PROVIDED RECORDS START

use std::time::Duration;

use assert_matches::assert_matches;
use jukebox::commands::music::utils::guild_session::PlaybackState;
use jukebox::commands::music::utils::music_manager::MusicError;
use jukebox::commands::music::utils::session_actor::JoinOutcome;
use poise::serenity_prelude::GuildId;
use pretty_assertions::assert_eq;
use rstest::rstest;
use tokio::time::Instant;

use crate::common::fixtures::{
    SAMPLE_GUILD_ID, other_voice_channel, text_channel, track, voice_channel,
};
use crate::common::{Harness, harness};

#[rstest]
#[tokio::test(start_paused = true)]
async fn transient_failures_back_off_then_connect(harness: Harness) {
    harness.connector.fail_transiently(2);
    let session = harness.session();
    let started = Instant::now();

    let outcome = session.join(voice_channel(), text_channel()).await;

    assert_matches!(outcome, Ok(JoinOutcome::Connected));
    assert_eq!(harness.connector.connect_count(), 3);
    assert_eq!(started.elapsed(), Duration::from_secs(15));
    assert_eq!(session.snapshot().await.unwrap().state, PlaybackState::StoppedEmpty);
}

#[rstest]
#[tokio::test(start_paused = true)]
async fn gives_up_after_four_attempts(harness: Harness) {
    harness.connector.fail_transiently(10);
    let session = harness.session();
    session.enqueue(track("A"), None).await.unwrap();
    let started = Instant::now();

    let outcome = session.join(voice_channel(), text_channel()).await;

    assert_matches!(outcome, Err(MusicError::JoinError(_)));
    assert_eq!(harness.connector.connect_count(), 4);
    assert_eq!(started.elapsed(), Duration::from_secs(35));

    let snapshot = session.snapshot().await.unwrap();
    assert_eq!(snapshot.state, PlaybackState::Idle);
    assert_eq!(snapshot.voice_channel, None);
    assert_eq!(snapshot.queue.len(), 1);
}

#[rstest]
#[tokio::test(start_paused = true)]
async fn fatal_failure_is_not_retried(harness: Harness) {
    harness.connector.fail_fatally();
    let session = harness.session();
    let started = Instant::now();

    let outcome = session.join(voice_channel(), text_channel()).await;

    assert_matches!(outcome, Err(MusicError::JoinError(_)));
    assert_eq!(harness.connector.connect_count(), 1);
    assert_eq!(started.elapsed(), Duration::ZERO);
    assert_eq!(session.snapshot().await.unwrap().state, PlaybackState::Idle);
}

#[rstest]
#[tokio::test(start_paused = true)]
async fn failed_move_keeps_the_old_channel(harness: Harness) {
    let session = harness.joined().await;
    harness.connector.fail_fatally();

    let outcome = session.join(other_voice_channel(), text_channel()).await;

    assert_matches!(outcome, Err(MusicError::JoinError(_)));
    let snapshot = session.snapshot().await.unwrap();
    assert_eq!(snapshot.voice_channel, Some(voice_channel()));
    assert_eq!(snapshot.state, PlaybackState::StoppedEmpty);
}

#[rstest]
#[tokio::test(start_paused = true)]
async fn backoff_in_one_guild_does_not_block_another(harness: Harness) {
    harness.connector.fail_transiently(3);
    let busy = harness.session();
    let joining = tokio::spawn(async move { busy.join(voice_channel(), text_channel()).await });

    let other = harness.registry.session(GuildId::new(SAMPLE_GUILD_ID + 1));
    let started = Instant::now();
    let snapshot = other.snapshot().await.unwrap();

    assert_eq!(snapshot.state, PlaybackState::Idle);
    assert_eq!(started.elapsed(), Duration::ZERO);

    assert_matches!(joining.await.unwrap(), Ok(JoinOutcome::Connected));
}
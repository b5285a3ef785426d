use super::*;

/// Skip the currently playing song
#[poise::command(slash_command, prefix_command, guild_only, category = "Music")]
pub async fn skip(ctx: Context<'_>) -> CommandResult {
    let result = match session(ctx) {
        Ok(session) => session.skip().await,
        Err(e) => Err(e),
    };
    respond(ctx, result, embedded_messages::skipped).await
}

PROVIDED RECORDS END

Wherever a line holds the word "async", copy that line out of the entries above.

async fn transient_failures_back_off_then_connect(harness: Harness) {
async fn gives_up_after_four_attempts(harness: Harness) {
async fn fatal_failure_is_not_retried(harness: Harness) {
async fn failed_move_keeps_the_old_channel(harness: Harness) {
async fn backoff_in_one_guild_does_not_block_another(harness: Harness) {
    let joining = tokio::spawn(async move { busy.join(voice_channel(), text_channel()).await });
pub async fn skip(ctx: Context<'_>) -> CommandResult {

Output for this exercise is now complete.